Nothing like creating a market where one is completely unnecessary.

Matt DC, Wednesday, 17 November 2010 15:41 (fifteen years ago)

"Hey, how can we fuck over the BBC a bit more?"

carson dial, Wednesday, 17 November 2010 15:47 (fifteen years ago)

Minister for equality scraps equality law

Matt DC, Wednesday, 17 November 2010 15:58 (fifteen years ago)

FUCK THESE FUCKING CUNTS

progressive cuts (Tracer Hand), Wednesday, 17 November 2010 16:03 (fifteen years ago)

FUCK THESE FUCKING CUTS

Language, please.

Wheal Dream, Wednesday, 17 November 2010 16:04 (fifteen years ago)

The government's emphasis would be on ensuring "equality of opportunity" rather than "equality of outcome", May said.

I'm cool with this. Are they gonna start by making sure all newborns belong to wealthy families or all of them belong to poor families?

Tommy Duckworth (Noodle Vague), Wednesday, 17 November 2010 16:04 (fifteen years ago)

Presumably they'll ensure that all children have equal access to equally good education, healthcare and recreation facilities too. This is more than any Labour government's ever promised.

Tommy Duckworth (Noodle Vague), Wednesday, 17 November 2010 16:05 (fifteen years ago)

The government's emphasis would be on ensuring "equality of opportunity" rather than "equality of outcome", May said.

This is pretty much exactly the same weasel trick the most right-wing of NuLab types used.
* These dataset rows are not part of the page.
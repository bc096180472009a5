//! # Clockin Core
//!
//! 출퇴근 기록 백엔드의 공통 기반을 제공합니다:
//! - 설정 관리 (`AppConfig`, 서명 키/토큰 TTL 포함)
//! - 로깅 인프라
//! - 주입 가능한 시계 (토큰 만료 판정용)
//! - 공통 에러 타입

pub mod clock;
pub mod config;
pub mod error;
pub mod logging;

pub use clock::{Clock, ManualClock, SystemClock};
pub use config::*;
pub use error::*;
pub use logging::*;
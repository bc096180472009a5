//! 헬스 체크 endpoint.
//!
//! 서버 상태 확인을 위한 헬스 체크 엔드포인트를 제공합니다.
//! 로드밸런서나 오케스트레이션 시스템(Kubernetes 등)에서 사용됩니다.

use axum::{extract::State, http::StatusCode, response::IntoResponse, routing::get, Json, Router};
use serde::{Deserialize, Serialize};
use std::sync::Arc;
use utoipa::ToSchema;

use crate::state::AppState;

/// 헬스 체크 응답 구조체.
#[derive(Debug, Serialize, Deserialize, ToSchema)]
pub struct HealthResponse {
    /// 전체 서비스 상태 ("healthy" | "unhealthy")
    pub status: String,

    /// API 버전
    pub version: String,

    /// 서버 업타임(초)
    pub uptime_secs: i64,

    /// 현재 시간 (ISO 8601)
    pub timestamp: String,

    /// 개별 컴포넌트 상태
    pub components: ComponentHealth,
}

/// 개별 컴포넌트 상태.
#[derive(Debug, Serialize, Deserialize, ToSchema)]
pub struct ComponentHealth {
    /// 인증 주체 저장소 연결 상태
    pub principal_store: ComponentStatus,
}

/// 컴포넌트 상태.
#[derive(Debug, Serialize, Deserialize, ToSchema)]
pub struct ComponentStatus {
    /// 상태 ("up" | "down")
    pub status: String,

    /// 추가 정보 (선택적)
    #[serde(skip_serializing_if = "Option::is_none")]
    pub message: Option<String>,
}

impl ComponentStatus {
    /// 정상 상태.
    pub fn up() -> Self {
        Self {
            status: "up".to_string(),
            message: None,
        }
    }

    /// 비정상 상태.
    pub fn down(message: impl Into<String>) -> Self {
        Self {
            status: "down".to_string(),
            message: Some(message.into()),
        }
    }
}

/// 간단한 헬스 체크 (liveness probe용).
///
/// GET /health
#[utoipa::path(
    get,
    path = "/health",
    tag = "health",
    responses((status = 200, description = "서버 응답 가능", body = String))
)]
pub async fn health_check() -> impl IntoResponse {
    (StatusCode::OK, "OK")
}

/// 상세 헬스 체크 (readiness probe용).
///
/// 인증 주체 저장소에 도달할 수 있는지 확인합니다.
/// GET /health/ready
#[utoipa::path(
    get,
    path = "/health/ready",
    tag = "health",
    responses(
        (status = 200, description = "준비 완료", body = HealthResponse),
        (status = 503, description = "저장소 연결 실패", body = HealthResponse)
    )
)]
pub async fn health_ready(State(state): State<Arc<AppState>>) -> impl IntoResponse {
    let (overall_status, status_code, store_status) = if state.is_store_healthy().await {
        ("healthy", StatusCode::OK, ComponentStatus::up())
    } else {
        (
            "unhealthy",
            StatusCode::SERVICE_UNAVAILABLE,
            ComponentStatus::down("연결 실패"),
        )
    };

    let response = HealthResponse {
        status: overall_status.to_string(),
        version: state.version.clone(),
        uptime_secs: state.uptime_secs(),
        timestamp: chrono::Utc::now().to_rfc3339(),
        components: ComponentHealth {
            principal_store: store_status,
        },
    };

    (status_code, Json(response))
}

/// 헬스 체크 라우터 생성.
pub fn health_router() -> Router<Arc<AppState>> {
    Router::new()
        .route("/", get(health_check))
        .route("/ready", get(health_ready))
}

#[cfg(test)]
mod tests {
    use super::*;
    use crate::auth::{Principal, PrincipalStore, StoreError};
    use crate::state::{create_test_state, TEST_JWT_SECRET};
    use async_trait::async_trait;
    use axum::{
        body::Body,
        http::{Request, StatusCode},
    };
    use clockin_core::{AuthConfig, SystemClock};
    use tower::ServiceExt;

    struct DownStore;

    #[async_trait]
    impl PrincipalStore for DownStore {
        async fn find_by_email(&self, _email: &str) -> Result<Option<Principal>, StoreError> {
            Err(StoreError::Unavailable("down".to_string()))
        }

        async fn ping(&self) -> Result<(), StoreError> {
            Err(StoreError::Unavailable("down".to_string()))
        }
    }

    async fn ready(state: AppState) -> (StatusCode, HealthResponse) {
        let app = Router::new()
            .route("/health/ready", get(health_ready))
            .with_state(Arc::new(state));

        let response = app
            .oneshot(
                Request::builder()
                    .uri("/health/ready")
                    .body(Body::empty())
                    .unwrap(),
            )
            .await
            .unwrap();

        let status = response.status();
        let body = axum::body::to_bytes(response.into_body(), usize::MAX)
            .await
            .unwrap();
        (status, serde_json::from_slice(&body).unwrap())
    }

    #[tokio::test]
    async fn test_health_check_returns_ok() {
        let app = Router::new().route("/health", get(health_check));

        let response = app
            .oneshot(Request::builder().uri("/health").body(Body::empty()).unwrap())
            .await
            .unwrap();

        assert_eq!(response.status(), StatusCode::OK);
    }

    #[tokio::test]
    async fn test_health_ready_returns_json() {
        let (status, health) = ready(create_test_state()).await;

        assert_eq!(status, StatusCode::OK);
        assert_eq!(health.status, "healthy");
        assert_eq!(health.components.principal_store.status, "up");
        assert!(!health.version.is_empty());
    }

    #[tokio::test]
    async fn test_health_ready_reports_store_down() {
        let state = AppState::new(
            &AuthConfig::new(TEST_JWT_SECRET, 60),
            Arc::new(DownStore),
            Arc::new(SystemClock),
        );
        let (status, health) = ready(state).await;

        assert_eq!(status, StatusCode::SERVICE_UNAVAILABLE);
        assert_eq!(health.status, "unhealthy");
        assert_eq!(health.components.principal_store.status, "down");
    }
}
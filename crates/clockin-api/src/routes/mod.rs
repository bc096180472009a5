//! API 라우트.
//!
//! 모든 REST API 엔드포인트를 정의하고 라우터를 구성합니다.
//!
//! # 라우트 구조
//!
//! - `/health` - 헬스 체크 (liveness)
//! - `/health/ready` - 상세 헬스 체크 (readiness)
//! - `/auth` - 로그인 (토큰 발급)
//! - `/auth/refresh` - 토큰 갱신
//! - `/api/me` - 현재 사용자
//! - `/api/principals/{email}` - 사용자 조회 (ADMIN)

pub mod auth;
pub mod health;
pub mod principals;

pub use auth::{auth_router, LoginRequest, TokenResponse};
pub use health::{health_router, ComponentHealth, ComponentStatus, HealthResponse};
pub use principals::principals_router;

use axum::{middleware::from_fn_with_state, Router};
use std::sync::Arc;

use crate::auth::{authentication_filter, authorization_guard};
use crate::state::AppState;

/// 전체 API 라우터 생성.
///
/// 보안 레이어는 포함하지 않습니다. [`with_security`]로 감싸서 사용합니다.
pub fn create_api_router() -> Router<Arc<AppState>> {
    Router::new()
        .nest("/health", health_router())
        .nest("/auth", auth_router())
        .nest("/api", principals_router())
}

/// 라우터에 인증 필터와 인가 가드를 적용합니다.
///
/// 요청은 필터 → 가드 → 핸들러 순으로 처리됩니다.
/// 매칭되지 않는 경로도 가드를 거치므로 익명 요청은 404 대신 401을 받습니다.
pub fn with_security(router: Router, state: &AppState) -> Router {
    router
        .layer(from_fn_with_state(
            state.policy.clone(),
            authorization_guard,
        ))
        .layer(from_fn_with_state(
            state.auth.clone(),
            authentication_filter,
        ))
}

/// 보안 레이어가 적용된 애플리케이션 라우터.
pub fn create_app(state: Arc<AppState>) -> Router {
    let router = create_api_router().with_state(state.clone());
    with_security(router, &state)
}
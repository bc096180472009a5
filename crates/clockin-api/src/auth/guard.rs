//! 인가 가드.
//!
//! (메서드, 경로 패턴) → 접근 요구사항 규칙 표를 위에서부터 검사하여
//! 처음 일치하는 규칙을 적용합니다. 일치하는 규칙이 없으면 기본값
//! (인증 필요)을 적용합니다.

use std::sync::Arc;

use axum::{
    extract::{Request, State},
    http::Method,
    middleware::Next,
    response::{IntoResponse, Response},
    Json,
};
use tracing::debug;

use super::{AuthError, Role, SecurityContext};
use crate::metrics::record_guard_denied;

/// 접근 요구사항.
#[derive(Debug, Clone, PartialEq, Eq)]
pub enum Access {
    /// 누구나 접근 가능
    Public,
    /// 인증된 사용자만
    Authenticated,
    /// 나열된 역할 중 하나를 가진 사용자만
    Roles(Vec<Role>),
}

#[derive(Debug, Clone, PartialEq, Eq)]
enum Segment {
    Literal(String),
    /// `{name}` 또는 `*` - 한 세그먼트
    Param,
    /// `**` - 나머지 전부 (0개 이상)
    Rest,
}

/// 경로 패턴.
///
/// `/api/lancamentos/{id}`, `/swagger-ui/**` 형식을 지원합니다.
#[derive(Debug, Clone, PartialEq, Eq)]
pub struct PathPattern {
    segments: Vec<Segment>,
}

impl PathPattern {
    pub fn parse(pattern: &str) -> Self {
        let segments = split_path(pattern)
            .map(|s| match s {
                "**" => Segment::Rest,
                "*" => Segment::Param,
                s if s.starts_with('{') && s.ends_with('}') => Segment::Param,
                s => Segment::Literal(s.to_string()),
            })
            .collect();
        Self { segments }
    }

    /// 경로가 패턴과 일치하는지 확인합니다. 끝의 `/`는 무시합니다.
    pub fn matches(&self, path: &str) -> bool {
        let parts: Vec<&str> = split_path(path).collect();
        let mut i = 0;

        for segment in &self.segments {
            match segment {
                Segment::Rest => return true,
                Segment::Param => {
                    if i >= parts.len() {
                        return false;
                    }
                }
                Segment::Literal(literal) => {
                    if parts.get(i) != Some(&literal.as_str()) {
                        return false;
                    }
                }
            }
            i += 1;
        }

        i == parts.len()
    }
}

fn split_path(path: &str) -> impl Iterator<Item = &str> {
    path.split('/').filter(|s| !s.is_empty())
}

/// 접근 규칙.
#[derive(Debug, Clone)]
pub struct AccessRule {
    /// `None`이면 모든 메서드
    method: Option<Method>,
    pattern: PathPattern,
    access: Access,
}

impl AccessRule {
    fn applies_to(&self, method: &Method, path: &str) -> bool {
        self.method
            .as_ref()
            .map_or(true, |m| method_matches(m, method))
            && self.pattern.matches(path)
    }
}

/// 규칙 메서드와 요청 메서드 비교.
///
/// axum은 HEAD 요청을 GET 핸들러로 처리하므로 GET 규칙은 HEAD에도 적용됩니다.
fn method_matches(rule: &Method, request: &Method) -> bool {
    rule == request || (*rule == Method::GET && *request == Method::HEAD)
}

/// 접근 정책 (순서 있는 규칙 목록).
#[derive(Debug, Clone)]
pub struct AccessPolicy {
    rules: Vec<AccessRule>,
    fallback: Access,
}

impl Default for AccessPolicy {
    fn default() -> Self {
        Self::new()
    }
}

impl AccessPolicy {
    /// 규칙이 없는 정책. 모든 요청에 인증을 요구합니다.
    pub fn new() -> Self {
        Self {
            rules: Vec::new(),
            fallback: Access::Authenticated,
        }
    }

    /// 규칙 추가. 먼저 추가한 규칙이 우선합니다.
    ///
    /// # Arguments
    ///
    /// * `method` - 대상 메서드 (`None`이면 전체)
    /// * `pattern` - 경로 패턴
    /// * `access` - 접근 요구사항
    #[must_use]
    pub fn rule(mut self, method: Option<Method>, pattern: &str, access: Access) -> Self {
        self.rules.push(AccessRule {
            method,
            pattern: PathPattern::parse(pattern),
            access,
        });
        self
    }

    /// 공개 규칙 추가.
    #[must_use]
    pub fn permit(self, method: Method, pattern: &str) -> Self {
        self.rule(Some(method), pattern, Access::Public)
    }

    /// 역할 제한 규칙 추가.
    #[must_use]
    pub fn require_roles(self, method: Method, pattern: &str, roles: &[Role]) -> Self {
        self.rule(Some(method), pattern, Access::Roles(roles.to_vec()))
    }

    /// 요청에 적용되는 접근 요구사항.
    pub fn required_access(&self, method: &Method, path: &str) -> &Access {
        self.rules
            .iter()
            .find(|rule| rule.applies_to(method, path))
            .map(|rule| &rule.access)
            .unwrap_or(&self.fallback)
    }

    /// 요청을 허용할지 판단합니다.
    ///
    /// 익명 요청이 보호된 경로에 접근하면 [`AuthError::Unauthorized`],
    /// 역할이 맞지 않으면 [`AuthError::Forbidden`].
    pub fn check(&self, method: &Method, path: &str, ctx: &SecurityContext) -> Result<(), AuthError> {
        match self.required_access(method, path) {
            Access::Public => Ok(()),
            Access::Authenticated => ctx.principal().map(|_| ()).ok_or(AuthError::Unauthorized),
            Access::Roles(roles) => {
                let role = ctx.role().ok_or(AuthError::Unauthorized)?;
                if roles.contains(&role) {
                    Ok(())
                } else {
                    Err(AuthError::Forbidden)
                }
            }
        }
    }
}

/// 출퇴근 시스템 기본 접근 정책.
pub fn default_policy() -> AccessPolicy {
    AccessPolicy::new()
        // 인증
        .permit(Method::POST, "/auth")
        .permit(Method::POST, "/auth/refresh")
        // 헬스 체크, 메트릭, 문서
        .permit(Method::GET, "/health")
        .permit(Method::GET, "/health/ready")
        .permit(Method::GET, "/metrics")
        .permit(Method::GET, "/api-docs/**")
        .permit(Method::GET, "/swagger-ui/**")
        .permit(Method::GET, "/swagger-ui")
        // 가입
        .permit(Method::POST, "/api/empresas")
        .permit(Method::POST, "/api/funcionarios")
        // 관리자 전용
        .require_roles(Method::DELETE, "/api/lancamentos/{id}", &[Role::Admin])
        .require_roles(Method::GET, "/api/principals/{email}", &[Role::Admin])
        // 나머지 API
        .rule(None, "/api/**", Access::Authenticated)
}

/// 인가 가드 미들웨어.
///
/// 인증 필터 뒤에 등록해야 합니다. 컨텍스트가 없으면 익명으로 취급합니다.
pub async fn authorization_guard(
    State(policy): State<Arc<AccessPolicy>>,
    request: Request,
    next: Next,
) -> Response {
    let anonymous = SecurityContext::anonymous();
    let ctx = request
        .extensions()
        .get::<SecurityContext>()
        .unwrap_or(&anonymous);

    let decision = policy.check(request.method(), request.uri().path(), ctx);
    match decision {
        Ok(()) => next.run(request).await,
        Err(e) => {
            let reason = match e {
                AuthError::Forbidden => "forbidden",
                _ => "unauthenticated",
            };
            record_guard_denied(reason);
            debug!(
                request_id = %ctx.request_id,
                method = %request.method(),
                path = %request.uri().path(),
                reason,
                "Access denied"
            );

            let body = e
                .to_body()
                .with_request_info(request.method(), request.uri());
            (e.status_code(), Json(body)).into_response()
        }
    }
}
Matt DC, Wednesday, 17 November 2010 16:08 (fifteen years ago)

"Equality of opportunity" will be awesome tho! Presumably genetic engineering will take out most congenital disabilities and inequalities of temperament and intelligence, and alongside the new open access public schools and everybody living in cheery little garden villages we're gonna have us a new race of superpeeps.

Tommy Duckworth (Noodle Vague), Wednesday, 17 November 2010 16:11 (fifteen years ago)

May's speech set a very different tone for the government's approach to tackling inequalities, moving away from regulation and towards encouraging organisations to choose to improve their record.

Perhaps encouraging organisations to choose to improve their record might include, say, requiring them to

assess whether they were addressing inequalities caused by class factors, encouraging them to improve, for example, health and education outcomes in more deprived areas.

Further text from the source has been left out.